You know what we throw around? Live girls. Do you know who flies? We do. You know what we hurl to the rafters? Each other.”
I hear Emily’s tender gasp behind me, her boot brace clacking, and the muffled squeal of the JV Flyer.
“Tonight, you’ve got to spill their blood,” she says, her raised arm, her temples, her neck pulsing, “or I promise you they will spill yours.”
There’s a dark roiling on Beth and it’s starting to sweep through us. We are letting it, all of us.
“Brace those arms. Bolt those knees. Look at that crowd like you’re about to give them the best piece of ass they ever had. Sell it.”
The feelings charging through the room, they’re complicated and incendiary and none of us, not even me, can name them all. Everything in Beth, in her swarthy energy, so repulsive and so captivating—
“Bases, eyes on your Flyer, she is yours. You lock her to your heart. You lose her, blood on the mat. She is yours. Make her.”
All the swirling ponytails nod in unison, as if they know, as if any of us know what Beth, veins tight on her upstretched arms, means or could ever mean.
“JV,” Beth says, pointing her witching finger at the yearling under my arm, and because none of us really know her name. “You fail, you fail all of us. So you will not fail.”
The JV shakes her head back and forth, looking like she might cry.
“Girlie, you’ve been a chick long enough. I need you to show me that egg tooth,” she says, slipping her fingers under JV’s tank top, heaving her up on the bench with her. “Tonight’s the night, you’re gonna pip through the shell.”

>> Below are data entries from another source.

//! Search endpoints (vector-only and hybrid).

use super::{ApiResult, bad_request};
use crate::state::AppState;
use axum::{Json, Router, extract::State, routing::post};
use serde::Deserialize;
use serde_json::{Value, json};

pub fn routes() -> Router<AppState> {
    Router::new()
        .route("/search", post(search))
        .route("/search/batch", post(search_batch))
}

#[derive(Debug, Clone, Deserialize)]
pub struct SearchRequest {
    pub query: String,
    #[serde(default = "default_k")]
    pub k: usize,
    #[serde(default)]
    pub threshold: Option<f64>,
    #[serde(default)]
    pub hybrid: bool,
    #[serde(default = "default_vector_weight")]
    pub vector_weight: f64,
    #[serde(default)]
    pub source_prefix: Option<String>,
}

fn default_k() -> usize {
    5
}

fn default_vector_weight() -> f64 {
    0.7
}

#[derive(Debug, Deserialize)]
struct SearchBatchRequest {
    queries: Vec<SearchRequest>,
}

fn validate(request: &SearchRequest) -> ApiResult<()> {
    if request.query.is_empty() || request.query.len() > 10_000 {
        return Err(bad_request("query must be 1..=10000 characters"));
    }
    if request.k == 0 || request.k > 100 {
        return Err(bad_request("k must be 1..=100"));
    }
    if let Some(threshold) = request.threshold {
        if !(0.0..=1.0).contains(&threshold) {
            return Err(bad_request("threshold must be within [0, 1]"));
        }
    }
    if !(0.0..=1.0).contains(&request.vector_weight) {
        return Err(bad_request("vector_weight must be within [0, 1]"));
    }
    Ok(())
}

async fn run_one(state: &AppState, request: &SearchRequest) -> ApiResult<Value> {
    validate(request)?;
    let results = if request.hybrid {
        state
            .engine
            .hybrid_search(
                &request.query,
                request.k,
                request.threshold,
                request.vector_weight,
                request.source_prefix.as_deref(),
            )
            .await?
    } else {
        state
            .engine
            .search(
                &request.query,
                request.k,
                request.threshold,
                request.source_prefix.as_deref(),
            )
            .await?
    };
    let count = results.len();
    Ok(json!({
        "query": request.query,
        "results": results,
        "count": count,
    }))
}

/// Search for similar memories (vector-only or hybrid).
async fn search(
    State(state): State<AppState>,
    Json(request): Json<SearchRequest>,
) -> ApiResult<Json<Value>> {
    tracing::info!(
        query = %request.query.chars().take(80).collect::<String>(),
        k = request.k,
        hybrid = request.hybrid,
        "Search"
    );
    Ok(Json(run_one(&state, &request).await?))
}

/// Run multiple searches in one request.
async fn search_batch(
    State(state): State<AppState>,
    Json(request): Json<SearchBatchRequest>,
) -> ApiResult<Json<Value>> {
    if request.queries.is_empty() || request.queries.len() > 200 {
        return Err(bad_request("queries must contain 1..=200 entries"));
    }
    let mut outputs = Vec::with_capacity(request.queries.len());
    for item in &request.queries {
        outputs.push(run_one(&state, item).await?);
    }
    let count = outputs.len();
    Ok(Json(json!({
        "results": outputs,
        "count": count,
    })))
}
//! REST surface: route assembly and the error -> status mapping.

pub mod admin;
pub mod extract;
pub mod health;
pub mod memory;
pub mod search;

use crate::state::AppState;
use axum::{
    Router,
    http::StatusCode,
    middleware,
    response::{IntoResponse, Response},
};
use recall_core::RecallError;
use serde_json::json;
use tower_http::{cors::CorsLayer, trace::TraceLayer};
use tracing::error;

/// Engine errors mapped onto HTTP statuses. Internal details never reach a
/// 5xx body.
pub struct ApiError(RecallError);

pub type ApiResult<T> = Result<T, ApiError>;

impl From<RecallError> for ApiError {
    fn from(error: RecallError) -> Self {
        Self(error)
    }
}

impl IntoResponse for ApiError {
    fn into_response(self) -> Response {
        match &self.0 {
            RecallError::NotFound { .. } => {
                (StatusCode::NOT_FOUND, detail(self.0.to_string())).into_response()
            }
            RecallError::InvalidArgument(message) => {
                (StatusCode::BAD_REQUEST, detail(message.clone())).into_response()
            }
            RecallError::FailedPrecondition(message) => {
                (StatusCode::CONFLICT, detail(message.clone())).into_response()
            }
            RecallError::ResourceExhausted {
                message,
                retry_after_sec,
            } => (
                StatusCode::TOO_MANY_REQUESTS,
                [("Retry-After", retry_after_sec.to_string())],
                detail(message.clone()),
            )
                .into_response(),
            e if e.is_unavailable() => {
                error!("dependency unavailable: {e}");
                (
                    StatusCode::SERVICE_UNAVAILABLE,
                    detail("Service dependency unavailable".to_string()),
                )
                    .into_response()
            }
            e => {
                error!("internal error: {e}");
                (
                    StatusCode::INTERNAL_SERVER_ERROR,
                    detail("Internal server error".to_string()),
                )
                    .into_response()
            }
        }
    }
}

fn detail(message: String) -> axum::Json<serde_json::Value> {
    axum::Json(json!({ "detail": message }))
}

fn bad_request(message: impl Into<String>) -> ApiError {
    ApiError(RecallError::invalid_argument(message))
}

/// Assemble the full application router with auth, metrics, tracing, and
/// CORS layers.
pub fn build_router(state: AppState) -> Router {
    Router::new()
        .merge(health::routes())
        .merge(search::routes())
        .merge(memory::routes())
        .merge(admin::routes())
        .merge(extract::routes())
        .layer(middleware::from_fn_with_state(
            state.clone(),
            crate::auth::verify_api_key,
        ))
        .layer(middleware::from_fn_with_state(
            state.clone(),
            crate::metrics::track_requests,
        ))
        .layer(TraceLayer::new_for_http())
        .layer(CorsLayer::permissive())
        .with_state(state)
}
//! Health and readiness probes.

use crate::auth::keys_match;
use crate::state::{AppState, SERVICE_NAME, SERVICE_VERSION};
use axum::{
    Json, Router,
    extract::State,
    http::{HeaderMap, StatusCode},
    response::{IntoResponse, Response},
    routing::get,
};
use serde_json::json;

pub fn routes() -> Router<AppState> {
    Router::new()
        .route("/health", get(health))
        .route("/health/ready", get(health_ready))
}

/// Lightweight health check (no filesystem I/O). Unauthenticated callers get
/// the minimal payload; authenticated callers get stats.
async fn health(State(state): State<AppState>, headers: HeaderMap) -> Json<serde_json::Value> {
    let mut body = json!({
        "status": "ok",
        "service": SERVICE_NAME,
        "version": SERVICE_VERSION,
    });

    let authenticated = match state.settings.api_key.as_deref() {
        None => true,
        Some(expected) => headers
            .get("x-api-key")
            .and_then(|value| value.to_str().ok())
            .map(|provided| keys_match(provided, expected))
            .unwrap_or(false),
    };
    if authenticated {
        let stats = state.engine.stats_light().await;
        body["total_memories"] = json!(stats.total_memories);
        body["dimension"] = json!(stats.dimension);
        body["model"] = json!(stats.model);
    }
    Json(body)
}

/// Readiness check for orchestrators and cutover automation.
async fn health_ready(State(state): State<AppState>) -> Response {
    let status = state.engine.is_ready().await;
    if status.ready {
        Json(status).into_response()
    } else {
        (StatusCode::SERVICE_UNAVAILABLE, Json(json!({"detail": status}))).into_response()
    }
}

Beth tugs the girl under her own bronzed arm, stares her down and nearly laps her face. “So stiffen the sinews, summon up the blood. We’ve come to bury them. We’ve come to plow their bones by the final bell.”
She pounds her pumas until that bench rattles, our bodies shake.
“It’s harvest day, girlies,” she says, her voice like crackling lightning. “Get busy when the corn is ripe.”
I almost fall for it, for Beth’s hoodoo grandiosity.
Our captain, like Beth from before, our noble, proud, heart-strong Beth, and this Beth too, a warrior nearly vanquished but not quite, never quite.
We few, we happy few, she might say, we band of sistuhs, for she today that sheds her blood with me, shall be my sistuh always.
Couldn’t I just let that be enough for these two hours?
But then Tacy sputters in, late, her face still bruise-dappled and her eyes lightless, damned.
And I’m reminded of everything.
Including the feel of my foot pressed against her face, what she made me do.
This feeling, this high, it’s not real. It’s that Jesus-love flooding through me, by which I mean the adderall and the pro clinical hydroxy-hot with green tea extract and the eating-nothing-but-hoodia-lollipops-all-day.
And most of all the high that comes from Beth’s dark supply.
I don’t want it.
Ten minutes to game time, and no Coach to stop the squad, everyone’s breaking rules and whirring through the back bleachers, scout-spotting.
Back in the locker room, I sit, trying to get my game head on.
SCOUT! 3 row frm top, lft — lady w. cap + mirror shades! RiRi texts.
I hear a rustling one row over and there’s Beth, hands in her locker, tugging off her rows of friendship bracelets, tightening her pin-straight ponytail. Eyes on herself in her stick-on mirror, face blue and frightening.
Were it not for the angle of her locker door, the way the parking lot lights slant through the high windows, I might never have seen it.
But I did.
The hot glow of an evil eye, lurking between a pile of hair ties and toe socks.
A hamsa bracelet. Coach’s hamsa bracelet. My hamsa bracelet.
Hands to her slick shea-buttered arms, I catch her by surprise, flipping her around.
“What, did you think I wouldn’t show?” she says, and her blood all up in her cheeks and temples. “I’d never let the squad down.”
My chest lurching, I grab the bracelet with one hand and, with the other, shove her into the shower stalls.
“You did it. You took it. You lied about all of it,” I shout raggedly, my voice echoing to the slimy ceiling of the showers. “It was never in Will’s apartment, was it?”
“No,” she says, with an odd stuttering laugh, “of course not.”
“Why did you tell me the police found it?”
“I wanted you to see,” she says. “She was hiding everything from you. She never cared about you.”